Von der Nazi-Ideologie sowie der entsprechenden Politik sah sich die christliche Gesellschaftsvorstellung und Ethik massiv herausgefordert. Der Moraltheologe Konrad Hilpert beschreibt diese Provokationen und arbeitet eine Typologie der verschiedenen moraltheologischen und sozialethischen Ansätze heraus.

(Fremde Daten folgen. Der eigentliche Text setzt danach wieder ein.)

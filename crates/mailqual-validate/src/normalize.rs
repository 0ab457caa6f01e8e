//! Address normalization, in the exact order given by §4.A.

/// Normalize a raw address token. Does not validate; callers run
/// [`crate::validate::validate`] on the result.
///
/// Order: strip surrounding whitespace; strip a leading `//` or literal `20`
/// prefix; strip leading punctuation in `{. - + _}`; lower-case; drop a
/// trailing `.` on the local part.
pub fn normalize(raw: &str) -> String {
    let mut s = raw.trim().to_string();

    // Loop rather than strip once: stripping the "20"/"//" prefix can
    // expose leading punctuation, and stripping punctuation can expose a
    // fresh "20"/"//" prefix. Iterating both to a fixed point in one call
    // is what keeps a second normalize() pass a no-op.
    loop {
        let before = s.clone();
        if let Some(rest) = s.strip_prefix("//") {
            s = rest.to_string();
        } else if let Some(rest) = s.strip_prefix("20") {
            s = rest.to_string();
        }
        s = s.trim_start_matches(['.', '-', '+', '_']).to_string();
        if s == before {
            break;
        }
    }

    s = s.to_ascii_lowercase();

    if let Some((local, domain)) = s.split_once('@') {
        let local = local.trim_end_matches('.');
        s = format!("{local}@{domain}");
    }

    s
}

#[cfg(test)]
mod tests {
    use super::*;

    #[test]
    fn strips_whitespace() {
        assert_eq!(normalize("  alice@example.com  "), "alice@example.com");
    }

    #[test]
    fn strips_double_slash_prefix() {
        assert_eq!(normalize("//CAROL@Example.com"), "carol@example.com");
    }

    #[test]
    fn strips_literal_20_prefix() {
        assert_eq!(normalize("20dave@example.com"), "dave@example.com");
    }

    #[test]
    fn strips_leading_punctuation() {
        assert_eq!(normalize("._-+erin@example.com"), "erin@example.com");
    }

    #[test]
    fn drops_trailing_dot_on_local_part() {
        assert_eq!(normalize("frank.@example.com"), "frank@example.com");
    }

    #[test]
    fn lower_cases() {
        assert_eq!(normalize("ALICE@EXAMPLE.COM"), "alice@example.com");
    }

    #[test]
    fn is_idempotent() {
        let once = normalize("  //CAROL@Example.com.  ");
        let twice = normalize(&once);
        assert_eq!(once, twice);
    }

    proptest::proptest! {
        #[test]
        fn normalize_is_idempotent_on_arbitrary_ascii(s in "[a-zA-Z0-9@._+/ -]{0,40}") {
            let once = normalize(&s);
            let twice = normalize(&once);
            proptest::prop_assert_eq!(once, twice);
        }
    }
}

Der umfangreiche Band – 45 Beiträge von mehr als zwanzig Autorinnen und Autoren – orientiert sich insbesondere an folgenden Fragen: Wie reagierten Moraltheologen und Sozialethiker auf die Nazi-Ideologie und verschiedene Geschehnisse? Nahmen sie in ihren Vorlesungen und Publikationen einen klaren Standpunkt ein, oder wichen sie den akuten Fragen der Zeit aus? Auf welche Weise reflektierten sie die nationalsozialistische Weltanschauung und die daraus resultierenden Gräueltaten?
Das Leben und das publizistische Wirken namhafter Moraltheologen und Sozialethiker der damaligen Zeit wird in gut zwanzig Abhandlungen anschaulich dargestellt. Dazu kommen kürzere biografische und bibliografische Skizzen. Zwar möchte der Band möglichst viele Persönlichkeiten der untersuchten Disziplinen vorstellen, wegen der schwierigen Quellenlage konnten jedoch nicht alle berücksichtigt werden.
Dabei werden auch Doppeldeutigkeiten sichtbar. Der Kirchenhistoriker Dominik Burkard beschreibt zum Beispiel, wie Thomas von Aquin für das Recht des Staates auf Tötung in Anspruch genommen wurde, wie die Autorität des Kirchenlehrers andererseits aber ebenso die Gegenargumente stützte und stärkte. Ein Verzeichnis des moraltheologischen Lehrangebots an akademischen Ausbildungsstätten zwischen 1933 und 1945 gibt wiederum wichtige Einblicke in die Forschungstätigkeit. In den voneinander abweichenden moraltheologischen Ansätzen spiegelt sich so manche doppeldeutige Haltung von Kirche und Theologie wider. Ein Personen- und ein Ortsregister ergänzen den Band.